We consecutively enrolled patients with pathologically proven gastric HAC at Seoul National University Hospital between January 1996 and December 2008 and conducted a retrospective review. Among 15,253 patients with gastric cancer, 26 patients (0.17%) were diagnosed as gastric HAC.
Among 26 patients, 22 were male and the median age was 63. Stage at diagnosis was stage IB in 3 patients, stage II in 6 patients, stage III in 7 patients, and stage IV in 10 patients. Eight patients out of 18 patients with stage IB, II, III, and IV relapsed after curative surgery. Relapse-free survival for these patients was 16.67 months. The most common metastatic site was intraabdominal lymph nodes (n = 9), followed by the liver (n = 8). Thirteen patients received palliative chemotherapy. The most commonly used regimen was a combination of fluoropyrimidine and platinum. Partial response was observed in one patient and stable disease in 5 patients. Median overall survival and progression free survival of these patients were 8.03 (95% CI: 6.59-9.47) and 3.47 months (95% CI: 0.65-6.29), respectively.
Gastric HAC is a very rare but unique type of stomach cancer. Early detection of this type of cancer is of critical importance to patient prognosis. Additional studies to reveal the biology of this tumor are warranted.
Keywords:Gastric hepatoid adenocarcinoma; treatment outcome; prognosis; clinicopathologic
Hepatoid adenocarcinoma (HAC) showed a histologic appearance typical of hepatocellular carcinoma, including solid, trabecular, and pseudograndular structures; tumor cells were round or polygonal in shape . HACs have been described in several different organs, including the lung, pancreas, esophagus, ampulla of Vater, colon, urinary bladder, renal pelvis, ovaries, uterus, and cervix [2-12]. The stomach is the organ in which HAC has been most commonly identified. Incidence of HAC is known to be 0.38-0.73%, as reported in a previous study [1,13]

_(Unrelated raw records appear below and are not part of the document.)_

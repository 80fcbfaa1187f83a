//! Domain model for legacy common records.

mod error;
mod record;

pub use error::CommonRecordDomainError;
pub use record::{CommonRecord, CommonToolName, NewCommonRecord, Sensitivity};
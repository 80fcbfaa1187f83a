//! Storage port for per-tool relations.

use crate::tool_registry::domain::{PageRequest, RelationDefinition, StoredRecord, ToolRecord};
use async_trait::async_trait;
use std::sync::Arc;
use thiserror::Error;

/// Result type for table store operations.
pub type TableStoreResult<T> = Result<T, TableStoreError>;

/// Outcome of [`ToolTableStore::create_if_absent`].
#[derive(Debug, Clone, Copy, PartialEq, Eq)]
pub enum RelationCreation {
    /// The relation did not exist and was created by this call.
    Created,
    /// A relation with the same name already existed; nothing changed.
    AlreadyPresent,
}

/// Durable table store holding one relation per registered tool.
///
/// Relations are described by [`RelationDefinition`] values; the store never
/// interprets tool schemas itself.
#[async_trait]
pub trait ToolTableStore: Send + Sync {
    /// Creates the relation unless one with the same name exists.
    async fn create_if_absent(
        &self,
        relation: &RelationDefinition,
    ) -> TableStoreResult<RelationCreation>;

    /// Drops the relation if it exists.
    async fn drop_if_exists(&self, relation: &RelationDefinition) -> TableStoreResult<()>;

    /// Inserts one record and returns its assigned `id`.
    ///
    /// # Errors
    ///
    /// Returns [`TableStoreError::MissingRelation`] when the relation does
    /// not exist and [`TableStoreError::Rejected`] when the store refuses a
    /// value for its column type.
    async fn insert(
        &self,
        relation: &RelationDefinition,
        record: &ToolRecord,
    ) -> TableStoreResult<i64>;

    /// Returns one page of records in ascending `id` order.
    async fn select_page(
        &self,
        relation: &RelationDefinition,
        page: PageRequest,
    ) -> TableStoreResult<Vec<StoredRecord>>;
}

/// Errors returned by table store implementations.
#[derive(Debug, Clone, Error)]
pub enum TableStoreError {
    /// The relation does not exist.
    #[error("relation '{0}' does not exist")]
    MissingRelation(String),

    /// A relation with the synthesized name exists but no registration owns
    /// it.
    #[error("relation '{0}' already exists without a registration")]
    Orphaned(String),

    /// The store refused a value.
    #[error("relation '{relation}' rejected the record: {reason}")]
    Rejected {
        /// Relation name.
        relation: String,
        /// Store-provided reason.
        reason: String,
    },

    /// Storage-engine failure.
    #[error("table store error: {0}")]
    Backend(Arc<dyn std::error::Error + Send + Sync>),
}

impl TableStoreError {
    /// Wraps a storage-engine failure.
    pub fn backend(err: impl std::error::Error + Send + Sync + 'static) -> Self {
        Self::Backend(Arc::new(err))
    }
}
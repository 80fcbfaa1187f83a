//! Logging initialisation for binaries.

use thiserror::Error;
use tracing_subscriber::{EnvFilter, layer::SubscriberExt, util::SubscriberInitExt};

/// Errors raised while installing the global subscriber.
#[derive(Debug, Error)]
pub enum TelemetryError {
    /// The fallback filter directive does not parse.
    #[error("invalid log filter '{directive}': {message}")]
    InvalidFilter {
        /// Rejected directive.
        directive: String,
        /// Parser message.
        message: String,
    },
    /// A global subscriber is already installed.
    #[error("logging already initialised: {0}")]
    AlreadyInitialised(String),
}

/// Resolves the log filter: `RUST_LOG` when set and valid, else `fallback`.
///
/// # Errors
///
/// Returns [`TelemetryError::InvalidFilter`] when `RUST_LOG` is unusable and
/// `fallback` does not parse either.
pub fn resolve_filter(fallback: &str) -> Result<EnvFilter, TelemetryError> {
    EnvFilter::try_from_default_env().or_else(|_| {
        EnvFilter::try_new(fallback).map_err(|err| TelemetryError::InvalidFilter {
            directive: fallback.to_owned(),
            message: err.to_string(),
        })
    })
}

/// Installs a compact stderr subscriber filtered by [`resolve_filter`].
///
/// Logs go to stderr so command output on stdout stays machine-readable.
///
/// # Errors
///
/// Returns [`TelemetryError`] when the filter is invalid or a subscriber is
/// already installed.
pub fn init(fallback: &str) -> Result<(), TelemetryError> {
    let filter = resolve_filter(fallback)?;
    let layer = tracing_subscriber::fmt::layer()
        .with_writer(std::io::stderr)
        .with_target(false)
        .compact();
    tracing_subscriber::registry()
        .with(filter)
        .with(layer)
        .try_init()
        .map_err(|err| TelemetryError::AlreadyInitialised(err.to_string()))
}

Alpha-fetoprotein (AFP) is a fetal serum protein produced by fetal liver and yolk sac cells, and by some fetal gastrointestinal cells . In adults, serum AFP is elevated in patients with hepatocellular carcinoma, yolk sac tumors, and noncancerous liver disease. AFP-producing tumors have been reported in several different organs [5-7]. The stomach is one of the most common sites affected by these tumors, and the first such case has been described . Later, Ishikura et al. proposed the term "hepatoid adenocarcinoma (HAC) of the stomach" for primary gastric carcinoma characterized histologically by hepatoid differentiation and production of large amounts of AFP . However, he reported observation of primary AFP-negative gastric carcinomas with characteristic histologic features mimicking hepatocellular carcinoma . The clinicopathologic entity was broadened to include gastric carcinoma showing hepatic differentiation without production of AFP. In progression, Nagai et al. noted that diagnosis of HAC of the stomach was not dependent on production of AFP, and suggested that diagnosis should be based on recognition of characteristic histologic features .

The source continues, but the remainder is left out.